→ **Instructions to follow**: Please return every line of the records below that holds the word "enum".

→ **Raw data**:

//! Per-strike option quote cache.
//!
//! Holds the latest call/put quote for each strike in the working window
//! plus every pinned strike. A strike backing an open position is pinned
//! and is fetched on every refresh and never evicted, no matter how far
//! the ATM reference drifts away from it.
//!
//! Refresh tiers bound API volume: a narrow refresh pulls only the ATM
//! strike, a wide refresh pulls ATM ± `wide_steps` and recomputes the
//! put-call ratio. Pinned strikes ride along with either tier.

use chrono::{DateTime, Duration, Utc};
use rust_decimal::prelude::ToPrimitive;
use rust_decimal::{Decimal, RoundingStrategy};
use serde::Serialize;
use std::collections::{BTreeMap, BTreeSet, HashMap};
use tracing::{debug, info, warn};

use super::{FeedError, MarketDataFeed, RefreshTier};
use crate::config::MarketConfig;
use crate::types::{AtmState, OptionType, StrikeQuote};

/// What a single refresh did.
#[derive(Debug, Clone, PartialEq, Serialize)]
pub struct RefreshSummary {
    pub tier: RefreshTier,
    pub spot: Decimal,
    pub atm: i64,
    pub atm_shifted: bool,
    pub requested: usize,
    pub received: usize,
    /// Pinned strikes the feed did not return this time.
    pub unresolved_pinned: Vec<i64>,
    pub evicted: usize,
}

pub struct QuoteCache {
    strike_step: i64,
    wide_steps: i64,
    wide_interval: Duration,
    stale_after: Duration,
    quotes: BTreeMap<i64, StrikeQuote>,
    /// Strike -> number of open positions referencing it.
    pinned: BTreeMap<i64, u32>,
    /// Strikes requested by the latest refresh but absent from its result.
    unresolved: BTreeSet<i64>,
    atm: Option<AtmState>,
    spot: Option<Decimal>,
    pcr: Option<Decimal>,
    last_wide_refresh_at: Option<DateTime<Utc>>,
    /// Time of the last successful refresh.
    as_of: Option<DateTime<Utc>>,
}

impl QuoteCache {
    pub fn new(config: &MarketConfig) -> Self {
        Self {
            strike_step: config.strike_step.max(1),
            wide_steps: i64::from(config.wide_steps),
            wide_interval: Duration::seconds(config.wide_refresh_secs),
            stale_after: Duration::seconds(config.stale_after_secs),
            quotes: BTreeMap::new(),
            pinned: BTreeMap::new(),
            unresolved: BTreeSet::new(),
            atm: None,
            spot: None,
            pcr: None,
            last_wide_refresh_at: None,
            as_of: None,
        }
    }

    // -- Refresh --------------------------------------------------------

    /// Which tier is due at `now`.
    pub fn due_tier(&self, now: DateTime<Utc>) -> RefreshTier {
        match self.last_wide_refresh_at {
            Some(last) if now - last < self.wide_interval => RefreshTier::Narrow,
            _ => RefreshTier::Wide,
        }
    }

    /// Pull spot and quotes for the tier's strike set (always including
    /// pinned strikes) and merge them into the cache.
    ///
    /// On error the cache is left untouched, so last-known prices remain
    /// available to open positions.
    pub async fn refresh(
        &mut self,
        tier: RefreshTier,
        feed: &dyn MarketDataFeed,
        now: DateTime<Utc>,
    ) -> Result<RefreshSummary, FeedError> {
        let spot = feed.fetch_spot().await?;
        let atm = self.atm_for(spot)?;
        let strikes = self.strike_set(tier, atm);
        let quotes = feed.fetch_quotes(&strikes).await?;
        let summary = self.apply(tier, spot, &quotes, now)?;

        debug!(
            tier = %summary.tier,
            atm = summary.atm,
            requested = summary.requested,
            received = summary.received,
            evicted = summary.evicted,
            "Quote cache refreshed"
        );
        Ok(summary)
    }

    /// Merge an already-fetched snapshot. This is the synchronous half of
    /// `refresh`; quotes for strikes outside the tier's set are ignored.
    pub fn apply(
        &mut self,
        tier: RefreshTier,
        spot: Decimal,
        fetched: &HashMap<i64, StrikeQuote>,
        now: DateTime<Utc>,
    ) -> Result<RefreshSummary, FeedError> {
        let atm = self.atm_for(spot)?;
        let requested = self.strike_set(tier, atm);

        let mut received = 0;
        for strike in &requested {
            match fetched.get(strike) {
                Some(quote) => {
                    let mut quote = quote.clone();
                    quote.strike = *strike;
                    quote.last_updated = now;
                    self.quotes.insert(*strike, quote);
                    self.unresolved.remove(strike);
                    received += 1;
                }
                None => {
                    self.unresolved.insert(*strike);
                }
            }
        }

        let atm_shifted = self.update_atm(atm, now);

        if tier == RefreshTier::Wide {
            self.pcr = self.compute_pcr(atm);
            self.last_wide_refresh_at = Some(now);
        }

        let evicted = self.evict_outside_window(atm);
        self.spot = Some(spot);
        self.as_of = Some(now);

        let unresolved_pinned: Vec<i64> = self
            .pinned
            .keys()
            .filter(|strike| self.unresolved.contains(*strike))
            .copied()
            .collect();
        if !unresolved_pinned.is_empty() {
            warn!(strikes = ?unresolved_pinned, "Feed returned no quote for pinned strikes");
        }

        Ok(RefreshSummary {
            tier,
            spot,
            atm,
            atm_shifted,
            requested: requested.len(),
            received,
            unresolved_pinned,
            evicted,
        })
    }

    /// Round spot to the nearest strike (midpoints go to the even step).
    pub fn atm_for(&self, spot: Decimal) -> Result<i64, FeedError> {
        if spot <= Decimal::ZERO {
            return Err(FeedError::Transient(format!("invalid spot price {spot}")));
        }
        let steps = (spot / Decimal::from(self.strike_step))
            .round_dp_with_strategy(0, RoundingStrategy::MidpointNearestEven);
        steps
            .to_i64()
            .map(|s| s * self.strike_step)
            .ok_or_else(|| FeedError::Transient(format!("spot {spot} out of range")))
    }

    /// Strikes a refresh of `tier` around `atm` must request.
    pub fn strike_set(&self, tier: RefreshTier, atm: i64) -> BTreeSet<i64> {
        let mut strikes: BTreeSet<i64> = self.pinned.keys().copied().collect();
        match tier {
            RefreshTier::Narrow => {
                strikes.insert(atm);
            }
            RefreshTier::Wide => {
                for k in -self.wide_steps..=self.wide_steps {
                    strikes.insert(atm + k * self.strike_step);
                }
            }
        }
        strikes
    }

    fn update_atm(&mut self, atm: i64, now: DateTime<Utc>) -> bool {
        match self.atm {
            Some(state) if state.current_atm == atm => false,
            previous => {
                if let Some(prev) = previous {
                    info!(from = prev.current_atm, to = atm, "ATM shifted");
                }
                self.atm = Some(AtmState {
                    current_atm: atm,
                    last_shift_at: now,
                });
                true
            }
        }
    }

    fn compute_pcr(&self, atm: i64) -> Option<Decimal> {
        let (lo, hi) = self.window(atm);
        let (call_oi, put_oi) = self
            .quotes
            .range(lo..=hi)
            .fold((0i64, 0i64), |(c, p), (_, q)| (c + q.call_oi, p + q.put_oi));
        if call_oi <= 0 {
            return None;
        }
        Some((Decimal::from(put_oi) / Decimal::from(call_oi)).round_dp(4))
    }

    fn window(&self, atm: i64) -> (i64, i64) {
        let half = self.wide_steps * self.strike_step;
        (atm - half, atm + half)
    }

    fn evict_outside_window(&mut self, atm: i64) -> usize {
        let (lo, hi) = self.window(atm);
        let pinned = &self.pinned;
        let keep = |strike: &i64| pinned.contains_key(strike) || (lo..=hi).contains(strike);

        let before = self.quotes.len();
        self.quotes.retain(|strike, _| keep(strike));
        self.unresolved.retain(|strike| keep(strike));
        before - self.quotes.len()
    }

    // -- Lookups --------------------------------------------------------

    /// Exact-match price for `strike`. Never substitutes a neighbouring
    /// strike: returns `None` when the strike is absent, was missing from
    /// the latest refresh, is older than the staleness bound, or has a
    /// non-positive premium.
    pub fn get_price(&self, strike: i64, option_type: OptionType) -> Option<Decimal> {
        if self.unresolved.contains(&strike) {
            return None;
        }
        let quote = self.quotes.get(&strike)?;
        if let Some(as_of) = self.as_of {
            if as_of - quote.last_updated > self.stale_after {
                return None;
            }
        }
        let price = quote.price(option_type);
        (price > Decimal::ZERO).then_some(price)
    }

    /// Last premium ever stored for `strike`, ignoring freshness.
    /// Used only to price forced exits.
    pub fn last_known_price(&self, strike: i64, option_type: OptionType) -> Option<Decimal> {
        self.quotes
            .get(&strike)
            .map(|q| q.price(option_type))
            .filter(|p| *p > Decimal::ZERO)
    }

    pub fn quote(&self, strike: i64) -> Option<&StrikeQuote> {
        self.quotes.get(&strike)
    }

    pub fn current_atm(&self) -> Option<i64> {
        self.atm.map(|a| a.current_atm)
    }

    pub fn spot(&self) -> Option<Decimal> {
        self.spot
    }

    pub fn pcr(&self) -> Option<Decimal> {
        self.pcr
    }

    pub fn as_of(&self) -> Option<DateTime<Utc>> {
        self.as_of
    }

    // -- Pinning --------------------------------------------------------

    /// Add a reference to `strike`. Returns the new reference count.
    pub fn pin(&mut self, strike: i64) -> u32 {
        let count = self.pinned.entry(strike).or_insert(0);
        *count += 1;
        debug!(strike, refs = *count, "Strike pinned");
        *count
    }

    /// Drop a reference to `strike`. The strike stays pinned while other
    /// positions still reference it. Returns the remaining count.
    pub fn unpin(&mut self, strike: i64) -> u32 {
        match self.pinned.get_mut(&strike) {
            Some(count) if *count > 1 => {
                *count -= 1;
                debug!(strike, refs = *count, "Strike reference released");
                *count
            }
            Some(_) => {
                self.pinned.remove(&strike);
                debug!(strike, "Strike unpinned");
                0
            }
            None => {
                warn!(strike, "Unpin requested for a strike that is not pinned");
                0
            }
        }
    }

    pub fn is_pinned(&self, strike: i64) -> bool {
        self.pinned.contains_key(&strike)
    }

    pub fn pin_count(&self, strike: i64) -> u32 {
        self.pinned.get(&strike).copied().unwrap_or(0)
    }

    pub fn pinned_strikes(&self) -> Vec<i64> {
        self.pinned.keys().copied().collect()
    }
}

// ---------------------------------------------------------------------------
// Tests
// ---------------------------------------------------------------------------
//! Affordable strike selection.
//!
//! Walks from ATM outward in the out-of-the-money direction (up the chain
//! for calls, down for puts) and takes the first strike whose premium for
//! one entry fits the budget.

use rust_decimal::Decimal;
use serde::Serialize;
use tracing::debug;

use crate::market::QuoteCache;
use crate::types::OptionType;

/// A strike the selector settled on, with the price it was costed at.
#[derive(Debug, Clone, PartialEq, Serialize)]
pub struct StrikeChoice {
    pub strike: i64,
    pub option_type: OptionType,
    pub price: Decimal,
    pub cost: Decimal,
    /// 0 for ATM, 1 for one step OTM, ...
    pub steps_out: u32,
}

#[derive(Debug, Clone)]
pub struct AffordableStrikeSelector {
    strike_step: i64,
    lot_size: u32,
    lots: u32,
    min_premium: Decimal,
}

impl AffordableStrikeSelector {
    pub fn new(strike_step: i64, lot_size: u32, lots: u32, min_premium: Decimal) -> Self {
        Self {
            strike_step,
            lot_size,
            lots,
            min_premium,
        }
    }

    /// Cost of one entry at `price`.
    pub fn cost(&self, price: Decimal) -> Decimal {
        price * Decimal::from(self.lot_size) * Decimal::from(self.lots)
    }

    /// First strike within `max_steps_out` of `atm` that has a live quote
    /// and costs no more than `budget`. `None` means the trade is skipped.
    pub fn select_strike(
        &self,
        cache: &QuoteCache,
        direction: OptionType,
        atm: i64,
        budget: Decimal,
        max_steps_out: u32,
    ) -> Option<StrikeChoice> {
        for steps_out in 0..=max_steps_out {
            let strike = atm + direction.otm_step_sign() * i64::from(steps_out) * self.strike_step;

            let Some(price) = cache.get_price(strike, direction) else {
                debug!(strike, %direction, "No quote for candidate strike");
                continue;
            };
            if price < self.min_premium {
                debug!(strike, %direction, %price, "Premium below tradeable minimum");
                continue;
            }

            let cost = self.cost(price);
            if cost <= budget {
                debug!(strike, %direction, %price, %cost, steps_out, "Strike selected");
                return Some(StrikeChoice {
                    strike,
                    option_type: direction,
                    price,
                    cost,
                    steps_out,
                });
            }
            debug!(strike, %direction, %cost, %budget, "Candidate over budget");
        }
        None
    }
}
//! Configuration loading from TOML with environment variable resolution.
//!
//! Reads `config.toml` and deserializes into strongly-typed structs.
//! Secrets (the market-data token) are referenced by env-var name in the
//! config and resolved at runtime via `std::env::var`.

use anyhow::{Context, Result};
use chrono::NaiveTime;
use rust_decimal::Decimal;
use rust_decimal_macros::dec;
use serde::{Deserialize, Serialize};
use std::collections::HashSet;
use std::fs;

use crate::types::{SentinelError, Timeframe};

/// Top-level application configuration.
#[derive(Debug, Deserialize, Clone)]
pub struct AppConfig {
    pub agent: AgentConfig,
    pub market: MarketConfig,
    #[serde(default)]
    pub session: SessionConfig,
    pub capital: CapitalConfig,
    pub exit: ExitConfig,
    pub risk: RiskConfig,
    #[serde(default)]
    pub charges: ChargesConfig,
    pub aggregator: AggregatorConfig,
    #[serde(default)]
    pub strategies: Vec<StrategySpec>,
    pub feed: FeedConfig,
    pub dashboard: DashboardConfig,
}

#[derive(Debug, Deserialize, Clone)]
pub struct AgentConfig {
    pub name: String,
    pub tick_interval_secs: u64,
    /// Paper-trade: fills are simulated at the quoted premium.
    pub dry_run: bool,
    #[serde(default)]
    pub report_file: Option<String>,
}

#[derive(Debug, Deserialize, Serialize, Clone)]
pub struct MarketConfig {
    pub underlying: String,
    pub strike_step: i64,
    pub lot_size: u32,
    /// Half-width of the wide refresh window, in strike steps.
    pub wide_steps: u32,
    pub wide_refresh_secs: i64,
    /// Upper bound on quote age before `get_price` stops serving it.
    pub stale_after_secs: i64,
}

impl Default for MarketConfig {
    fn default() -> Self {
        Self {
            underlying: "NIFTY".to_string(),
            strike_step: 50,
            lot_size: 75,
            wide_steps: 3,
            wide_refresh_secs: 180,
            stale_after_secs: 360,
        }
    }
}

/// Exchange session windows, in exchange-local time.
#[derive(Debug, Deserialize, Serialize, Clone)]
pub struct SessionConfig {
    /// Exchange offset from UTC (IST = +330).
    pub utc_offset_minutes: i32,
    pub market_open: NaiveTime,
    pub no_new_entry_after: NaiveTime,
    pub force_exit_at: NaiveTime,
    pub market_close: NaiveTime,
}

impl Default for SessionConfig {
    fn default() -> Self {
        Self {
            utc_offset_minutes: 330,
            market_open: NaiveTime::from_hms_opt(9, 15, 0).unwrap_or_default(),
            no_new_entry_after: NaiveTime::from_hms_opt(15, 20, 0).unwrap_or_default(),
            force_exit_at: NaiveTime::from_hms_opt(15, 25, 0).unwrap_or_default(),
            market_close: NaiveTime::from_hms_opt(15, 30, 0).unwrap_or_default(),
        }
    }
}

#[derive(Debug, Deserialize, Serialize, Clone)]
pub struct CapitalConfig {
    pub capital_per_strategy: Decimal,
    /// Fraction of `capital_per_strategy` one entry may spend.
    pub budget_fraction: Decimal,
    pub lots_per_trade: u32,
    pub max_steps_out: u32,
    /// Premiums below this are treated as untradeable.
    pub min_premium: Decimal,
}

impl CapitalConfig {
    pub fn entry_budget(&self) -> Decimal {
        self.capital_per_strategy * self.budget_fraction
    }
}

impl Default for CapitalConfig {
    fn default() -> Self {
        Self {
            capital_per_strategy: dec!(10000),
            budget_fraction: dec!(0.90),
            lots_per_trade: 1,
            max_steps_out: 2,
            min_premium: dec!(1),
        }
    }
}

#[derive(Debug, Deserialize, Serialize, Clone)]
pub struct ExitConfig {
    pub stop_loss_pct: Decimal,
    pub target_pct: Decimal,
    pub trail_trigger_pct: Decimal,
    pub trail_gap_pct: Decimal,
    pub missing_quote_timeout_secs: i64,
    pub reentry_cooldown_secs: i64,
    /// Close positions held longer than this. Disabled when absent.
    #[serde(default)]
    pub max_hold_minutes: Option<i64>,
}

impl Default for ExitConfig {
    fn default() -> Self {
        Self {
            stop_loss_pct: dec!(0.20),
            target_pct: dec!(0.50),
            trail_trigger_pct: dec!(0.25),
            trail_gap_pct: dec!(0.10),
            missing_quote_timeout_secs: 300,
            reentry_cooldown_secs: 60,
            max_hold_minutes: Some(30),
        }
    }
}

/// What the circuit breaker does after force-exiting everything.
#[derive(Debug, Clone, Copy, PartialEq, Eq, Deserialize, Serialize)]
#[serde(rename_all = "snake_case")]
pub enum BreakerAction {
    /// Zero the daily balances and resume after a cooldown.
    Reset,
    /// Block new entries for the rest of the session.
    Halt,
}

#[derive(Debug, Deserialize, Serialize, Clone)]
pub struct RiskConfig {
    pub max_concurrent_positions: usize,
    pub max_same_direction: usize,
    pub max_same_strike: usize,
    pub max_daily_trades: u32,
    pub max_daily_loss: Decimal,
    pub breaker_action: BreakerAction,
    pub breaker_cooldown_secs: i64,
}

impl Default for RiskConfig {
    fn default() -> Self {
        Self {
            max_concurrent_positions: 6,
            max_same_direction: 4,
            max_same_strike: 2,
            max_daily_trades: 100,
            max_daily_loss: dec!(5000),
            breaker_action: BreakerAction::Reset,
            breaker_cooldown_secs: 5,
        }
    }
}

/// Per-trade charges deducted from gross P&L.
#[derive(Debug, Deserialize, Serialize, Clone, Default)]
pub struct ChargesConfig {
    pub brokerage_per_order: Decimal,
    pub taxes_per_trade: Decimal,
    /// Premium points lost per contract on a round trip.
    pub slippage_points: Decimal,
}

impl ChargesConfig {
    /// Total charges for one entry + exit of `quantity` contracts.
    pub fn round_trip(&self, quantity: u32) -> Decimal {
        self.brokerage_per_order * dec!(2)
            + self.taxes_per_trade
            + self.slippage_points * Decimal::from(quantity)
    }
}

#[derive(Debug, Deserialize, Serialize, Clone)]
pub struct AggregatorConfig {
    pub min_confluence: i64,
    pub min_strategy_count: usize,
}

impl Default for AggregatorConfig {
    fn default() -> Self {
        Self {
            min_confluence: 4,
            min_strategy_count: 2,
        }
    }
}

/// Built-in signal generator kinds.
#[derive(Debug, Clone, Copy, PartialEq, Eq, Hash, Deserialize, Serialize)]
#[serde(rename_all = "snake_case")]
pub enum StrategyKind {
    SpotMomentum,
    PcrSkew,
    AtmBreakout,
}

impl std::fmt::Display for StrategyKind {
    fn fmt(&self, f: &mut std::fmt::Formatter<'_>) -> std::fmt::Result {
        match self {
            StrategyKind::SpotMomentum => write!(f, "spot_momentum"),
            StrategyKind::PcrSkew => write!(f, "pcr_skew"),
            StrategyKind::AtmBreakout => write!(f, "atm_breakout"),
        }
    }
}

/// One strategy instance: a generator kind bound to a timeframe.
#[derive(Debug, Deserialize, Serialize, Clone)]
pub struct StrategySpec {
    pub kind: StrategyKind,
    pub timeframe: Timeframe,
    #[serde(default = "default_strength")]
    pub strength: i64,
}

fn default_strength() -> i64 {
    2
}

impl StrategySpec {
    /// Stable identifier, e.g. `spot_momentum_3m`.
    pub fn id(&self) -> String {
        format!("{}_{}", self.kind, self.timeframe)
    }
}

#[derive(Debug, Deserialize, Clone)]
pub struct FeedConfig {
    pub base_url: String,
    pub token_env: String,
    #[serde(default = "default_feed_timeout")]
    pub timeout_secs: u64,
    #[serde(default = "default_feed_retries")]
    pub max_retries: u32,
}

fn default_feed_timeout() -> u64 {
    10
}

/// Upper bound on `feed.max_retries`.
pub const MAX_FEED_RETRIES: u32 = 10;

fn default_feed_retries() -> u32 {
    3
}

#[derive(Debug, Deserialize, Clone)]
pub struct DashboardConfig {
    pub enabled: bool,
    pub port: u16,
}

impl AppConfig {
    /// Load configuration from a TOML file.
    pub fn load(path: &str) -> Result<Self> {
        let contents = fs::read_to_string(path)
            .with_context(|| format!("Failed to read config file: {path}"))?;
        Self::from_toml(&contents).with_context(|| format!("Failed to parse config file: {path}"))
    }

    /// Parse configuration from TOML text.
    pub fn from_toml(contents: &str) -> Result<Self> {
        let config: AppConfig = toml::from_str(contents)?;
        Ok(config)
    }

    /// Resolve an environment variable name to its value.
    /// Useful for loading secrets referenced in the config.
    pub fn resolve_env(env_name: &str) -> Result<String> {
        std::env::var(env_name)
            .with_context(|| format!("Environment variable not set: {env_name}"))
    }

    /// Reject configurations the engine cannot run safely.
    pub fn validate(&self) -> std::result::Result<(), SentinelError> {
        let bad = |msg: String| Err(SentinelError::Config(msg));

        if self.agent.tick_interval_secs == 0 {
            return bad("agent.tick_interval_secs must be positive".into());
        }
        if self.market.strike_step <= 0 {
            return bad("market.strike_step must be positive".into());
        }
        if self.market.lot_size == 0 {
            return bad("market.lot_size must be positive".into());
        }
        if self.market.wide_refresh_secs <= 0 {
            return bad("market.wide_refresh_secs must be positive".into());
        }
        if self.capital.lots_per_trade == 0 {
            return bad("capital.lots_per_trade must be positive".into());
        }
        if self.capital.max_steps_out > self.market.wide_steps {
            return bad(format!(
                "capital.max_steps_out ({}) must not exceed market.wide_steps ({})",
                self.capital.max_steps_out, self.market.wide_steps
            ));
        }
        if self.capital.budget_fraction <= Decimal::ZERO || self.capital.budget_fraction > Decimal::ONE {
            return bad(format!(
                "capital.budget_fraction must be in (0, 1], got {}",
                self.capital.budget_fraction
            ));
        }
        if self.exit.stop_loss_pct <= Decimal::ZERO || self.exit.stop_loss_pct >= Decimal::ONE {
            return bad("exit.stop_loss_pct must be in (0, 1)".into());
        }
        if self.exit.target_pct <= Decimal::ZERO {
            return bad("exit.target_pct must be positive".into());
        }
        if self.exit.trail_gap_pct <= Decimal::ZERO || self.exit.trail_gap_pct >= Decimal::ONE {
            return bad("exit.trail_gap_pct must be in (0, 1)".into());
        }
        if self.exit.missing_quote_timeout_secs <= 0 {
            return bad("exit.missing_quote_timeout_secs must be positive".into());
        }
        if self.risk.max_daily_loss <= Decimal::ZERO {
            return bad("risk.max_daily_loss must be positive".into());
        }
        if self.feed.max_retries > MAX_FEED_RETRIES {
            return bad(format!(
                "feed.max_retries must be at most {MAX_FEED_RETRIES}, got {}",
                self.feed.max_retries
            ));
        }
        if self.aggregator.min_strategy_count == 0 {
            return bad("aggregator.min_strategy_count must be at least 1".into());
        }
        let s = &self.session;
        if !(s.market_open < s.no_new_entry_after
            && s.no_new_entry_after <= s.force_exit_at
            && s.force_exit_at < s.market_close)
        {
            return bad("session windows must satisfy open < no_new_entry <= force_exit < close".into());
        }
        if self.strategies.is_empty() {
            return bad("at least one [[strategies]] entry is required".into());
        }
        let mut seen = HashSet::new();
        for spec in &self.strategies {
            if !seen.insert(spec.id()) {
                return bad(format!("duplicate strategy {}", spec.id()));
            }
            if spec.strength <= 0 {
                return bad(format!("strategy {} must have positive strength", spec.id()));
            }
        }
        Ok(())
    }
}
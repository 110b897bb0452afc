//! Persistence layer.
//!
//! Writes the end-of-session report (closed trades, breaker snapshots,
//! totals) to a JSON file. Positions are never restored from disk; every
//! session starts flat.

use anyhow::{Context, Result};
use std::path::Path;
use tracing::{debug, info};

use crate::engine::report::SessionReport;

/// Default report file path.
const DEFAULT_REPORT_FILE: &str = "sentinel_report.json";

/// Save a session report to a JSON file.
pub fn save_report(report: &SessionReport, path: Option<&str>) -> Result<()> {
    let path = path.unwrap_or(DEFAULT_REPORT_FILE);
    let json = serde_json::to_string_pretty(report)
        .context("Failed to serialise session report")?;

    std::fs::write(path, &json)
        .context(format!("Failed to write session report to {path}"))?;

    debug!(path, trades = report.trade_count, "Session report saved");
    Ok(())
}

/// Load a session report. Returns None if the file doesn't exist.
pub fn load_report(path: Option<&str>) -> Result<Option<SessionReport>> {
    let path = path.unwrap_or(DEFAULT_REPORT_FILE);

    if !Path::new(path).exists() {
        info!(path, "No session report found");
        return Ok(None);
    }

    let json = std::fs::read_to_string(path)
        .context(format!("Failed to read session report from {path}"))?;

    let report: SessionReport = serde_json::from_str(&json)
        .context(format!("Failed to parse session report from {path}"))?;

    info!(
        path,
        trades = report.trade_count,
        net_pnl = %report.net_pnl,
        "Session report loaded"
    );

    Ok(Some(report))
}

// ---------------------------------------------------------------------------
// Tests
// ---------------------------------------------------------------------------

→ **Answer box**:
pub enum BreakerAction {
pub enum StrategyKind {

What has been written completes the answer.